**Exercise details**.
The full set of entries should be repeated without a single change.
(The data Opens)
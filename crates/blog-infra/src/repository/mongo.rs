//! MongoDB blog repository.

use async_trait::async_trait;
use futures::TryStreamExt;
use mongodb::bson::{self, Bson, Document, doc, oid::ObjectId};
use mongodb::error::ErrorKind;
use mongodb::options::ReturnDocument;
use mongodb::{Collection, Database};
use serde::{Deserialize, Serialize};

use blog_core::domain::{Blog, BlogFilter, BlogPatch, DEFAULT_PHOTO, NewBlog, Page};
use blog_core::error::RepoError;
use blog_core::ports::BlogRepository;

/// Stored shape of a blog document.
#[derive(Debug, Clone, PartialEq, Serialize, Deserialize)]
struct BlogDocument {
    #[serde(rename = "_id", skip_serializing_if = "Option::is_none")]
    id: Option<ObjectId>,
    title: String,
    content: String,
    #[serde(default = "default_photo")]
    photo: String,
}

fn default_photo() -> String {
    DEFAULT_PHOTO.to_string()
}

impl From<NewBlog> for BlogDocument {
    fn from(blog: NewBlog) -> Self {
        Self {
            id: None,
            title: blog.title,
            content: blog.content,
            photo: blog.photo,
        }
    }
}

impl TryFrom<BlogDocument> for Blog {
    type Error = RepoError;

    fn try_from(doc: BlogDocument) -> Result<Self, Self::Error> {
        let id = doc
            .id
            .ok_or_else(|| RepoError::Serialization("document without _id".to_string()))?;
        Ok(Blog {
            id: id.to_hex(),
            title: doc.title,
            content: doc.content,
            photo: doc.photo,
        })
    }
}

/// Blog repository over a single MongoDB collection.
pub struct MongoBlogRepository {
    collection: Collection<BlogDocument>,
}

impl MongoBlogRepository {
    pub fn new(database: &Database, collection: &str) -> Self {
        Self {
            collection: database.collection(collection),
        }
    }
}

fn map_mongo_err(err: mongodb::error::Error) -> RepoError {
    match err.kind.as_ref() {
        ErrorKind::ServerSelection { .. } | ErrorKind::Io(_) => {
            RepoError::Connection(err.to_string())
        }
        _ => RepoError::Query(err.to_string()),
    }
}

/// Translate a list filter into a query document. `id` is renamed to `_id` and
/// hex strings under `_id` become ObjectIds.
fn filter_document(filter: &BlogFilter) -> Result<Document, RepoError> {
    let mut query = Document::new();
    for (key, value) in filter.fields() {
        let key = if key == "id" { "_id" } else { key.as_str() };
        let value = bson::to_bson(value).map_err(|e| RepoError::Serialization(e.to_string()))?;
        let value = match (key, value) {
            ("_id", Bson::String(hex)) => match ObjectId::parse_str(&hex) {
                Ok(oid) => Bson::ObjectId(oid),
                Err(_) => Bson::String(hex),
            },
            (_, value) => value,
        };
        query.insert(key, value);
    }
    Ok(query)
}

/// `$set` payload holding only the fields present in the patch.
fn set_document(patch: BlogPatch) -> Document {
    let mut set = Document::new();
    if let Some(title) = patch.title {
        set.insert("title", title);
    }
    if let Some(content) = patch.content {
        set.insert("content", content);
    }
    if let Some(photo) = patch.photo {
        set.insert("photo", photo);
    }
    set
}

#[async_trait]
impl BlogRepository for MongoBlogRepository {
    async fn find(&self, filter: &BlogFilter, page: Page) -> Result<Vec<Blog>, RepoError> {
        let query = filter_document(filter)?;
        tracing::debug!(filter = %query, skip = page.skip, limit = ?page.limit, "Finding blogs");

        let mut action = self.collection.find(query).skip(page.skip);
        if let Some(limit) = page.limit {
            action = action.limit(i64::try_from(limit).unwrap_or(i64::MAX));
        }
        let docs: Vec<BlogDocument> = action
            .await
            .map_err(map_mongo_err)?
            .try_collect()
            .await
            .map_err(map_mongo_err)?;

        docs.into_iter().map(Blog::try_from).collect()
    }

    async fn insert(&self, blog: NewBlog) -> Result<Blog, RepoError> {
        let mut doc = BlogDocument::from(blog);
        let result = self.collection.insert_one(&doc).await.map_err(map_mongo_err)?;
        let id = result.inserted_id.as_object_id().ok_or_else(|| {
            RepoError::Serialization(format!("unexpected inserted id {}", result.inserted_id))
        })?;
        doc.id = Some(id);
        tracing::debug!(blog_id = %id, "Inserted blog");
        Blog::try_from(doc)
    }

    async fn update_by_id(&self, id: &str, patch: BlogPatch) -> Result<Option<Blog>, RepoError> {
        let Ok(oid) = ObjectId::parse_str(id) else {
            return Ok(None);
        };

        // `$set: {}` is rejected by the server
        let updated = if patch.is_empty() {
            self.collection
                .find_one(doc! { "_id": oid })
                .await
                .map_err(map_mongo_err)?
        } else {
            self.collection
                .find_one_and_update(doc! { "_id": oid }, doc! { "$set": set_document(patch) })
                .return_document(ReturnDocument::After)
                .await
                .map_err(map_mongo_err)?
        };

        updated.map(Blog::try_from).transpose()
    }

    async fn delete_by_id(&self, id: &str) -> Result<Option<Blog>, RepoError> {
        let Ok(oid) = ObjectId::parse_str(id) else {
            return Ok(None);
        };

        self.collection
            .find_one_and_delete(doc! { "_id": oid })
            .await
            .map_err(map_mongo_err)?
            .map(Blog::try_from)
            .transpose()
    }
}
(The data Closes)
**Result**.
filename crates/blog-infra/src/repository/mongo.rs
//! MongoDB blog repository.

use async_trait::async_trait;
use futures::TryStreamExt;
use mongodb::bson::{self, Bson, Document, doc, oid::ObjectId};
use mongodb::error::ErrorKind;
use mongodb::options::ReturnDocument;
use mongodb::{Collection, Database};
use serde::{Deserialize, Serialize};

use blog_core::domain::{Blog, BlogFilter, BlogPatch, DEFAULT_PHOTO, NewBlog, Page};
use blog_core::error::RepoError;
use blog_core::ports::BlogRepository;

/// Stored shape of a blog document.
#[derive(Debug, Clone, PartialEq, Serialize, Deserialize)]
struct BlogDocument {
    #[serde(rename = "_id", skip_serializing_if = "Option::is_none")]
    id: Option<ObjectId>,
    title: String,
    content: String,
    #[serde(default = "default_photo")]
    photo: String,
}

fn default_photo() -> String {
    DEFAULT_PHOTO.to_string()
}

impl From<NewBlog> for BlogDocument {
    fn from(blog: NewBlog) -> Self {
        Self {
            id: None,
            title: blog.title,
            content: blog.content,
            photo: blog.photo,
        }
    }
}

impl TryFrom<BlogDocument> for Blog {
    type Error = RepoError;

    fn try_from(doc: BlogDocument) -> Result<Self, Self::Error> {
        let id = doc
            .id
            .ok_or_else(|| RepoError::Serialization("document without _id".to_string()))?;
        Ok(Blog {
            id: id.to_hex(),
            title: doc.title,
            content: doc.content,
            photo: doc.photo,
        })
    }
}

/// Blog repository over a single MongoDB collection.
pub struct MongoBlogRepository {
    collection: Collection<BlogDocument>,
}

impl MongoBlogRepository {
    pub fn new(database: &Database, collection: &str) -> Self {
        Self {
            collection: database.collection(collection),
        }
    }
}

fn map_mongo_err(err: mongodb::error::Error) -> RepoError {
    match err.kind.as_ref() {
        ErrorKind::ServerSelection { .. } | ErrorKind::Io(_) => {
            RepoError::Connection(err.to_string())
        }
        _ => RepoError::Query(err.to_string()),
    }
}

/// Translate a list filter into a query document. `id` is renamed to `_id` and
/// hex strings under `_id` become ObjectIds.
fn filter_document(filter: &BlogFilter) -> Result<Document, RepoError> {
    let mut query = Document::new();
    for (key, value) in filter.fields() {
        let key = if key == "id" { "_id" } else { key.as_str() };
        let value = bson::to_bson(value).map_err(|e| RepoError::Serialization(e.to_string()))?;
        let value = match (key, value) {
            ("_id", Bson::String(hex)) => match ObjectId::parse_str(&hex) {
                Ok(oid) => Bson::ObjectId(oid),
                Err(_) => Bson::String(hex),
            },
            (_, value) => value,
        };
        query.insert(key, value);
    }
    Ok(query)
}

/// `$set` payload holding only the fields present in the patch.
fn set_document(patch: BlogPatch) -> Document {
    let mut set = Document::new();
    if let Some(title) = patch.title {
        set.insert("title", title);
    }
    if let Some(content) = patch.content {
        set.insert("content", content);
    }
    if let Some(photo) = patch.photo {
        set.insert("photo", photo);
    }
    set
}

#[async_trait]
impl BlogRepository for MongoBlogRepository {
    async fn find(&self, filter: &BlogFilter, page: Page) -> Result<Vec<Blog>, RepoError> {
        let query = filter_document(filter)?;
        tracing::debug!(filter = %query, skip = page.skip, limit = ?page.limit, "Finding blogs");

        let mut action = self.collection.find(query).skip(page.skip);
        if let Some(limit) = page.limit {
            action = action.limit(i64::try_from(limit).unwrap_or(i64::MAX));
        }
        let docs: Vec<BlogDocument> = action
            .await
            .map_err(map_mongo_err)?
            .try_collect()
            .await
            .map_err(map_mongo_err)?;

        docs.into_iter().map(Blog::try_from).collect()
    }

    async fn insert(&self, blog: NewBlog) -> Result<Blog, RepoError> {
        let mut doc = BlogDocument::from(blog);
        let result = self.collection.insert_one(&doc).await.map_err(map_mongo_err)?;
        let id = result.inserted_id.as_object_id().ok_or_else(|| {
            RepoError::Serialization(format!("unexpected inserted id {}", result.inserted_id))
        })?;
        doc.id = Some(id);
        tracing::debug!(blog_id = %id, "Inserted blog");
        Blog::try_from(doc)
    }

    async fn update_by_id(&self, id: &str, patch: BlogPatch) -> Result<Option<Blog>, RepoError> {
        let Ok(oid) = ObjectId::parse_str(id) else {
            return Ok(None);
        };

        // `$set: {}` is rejected by the server
        let updated = if patch.is_empty() {
            self.collection
                .find_one(doc! { "_id": oid })
                .await
                .map_err(map_mongo_err)?
        } else {
            self.collection
                .find_one_and_update(doc! { "_id": oid }, doc! { "$set": set_document(patch) })
                .return_document(ReturnDocument::After)
                .await
                .map_err(map_mongo_err)?
        };

        updated.map(Blog::try_from).transpose()
    }

    async fn delete_by_id(&self, id: &str) -> Result<Option<Blog>, RepoError> {
        let Ok(oid) = ObjectId::parse_str(id) else {
            return Ok(None);
        };

        self.collection
            .find_one_and_delete(doc! { "_id": oid })
            .await
            .map_err(map_mongo_err)?
            .map(Blog::try_from)
            .transpose()
    }
}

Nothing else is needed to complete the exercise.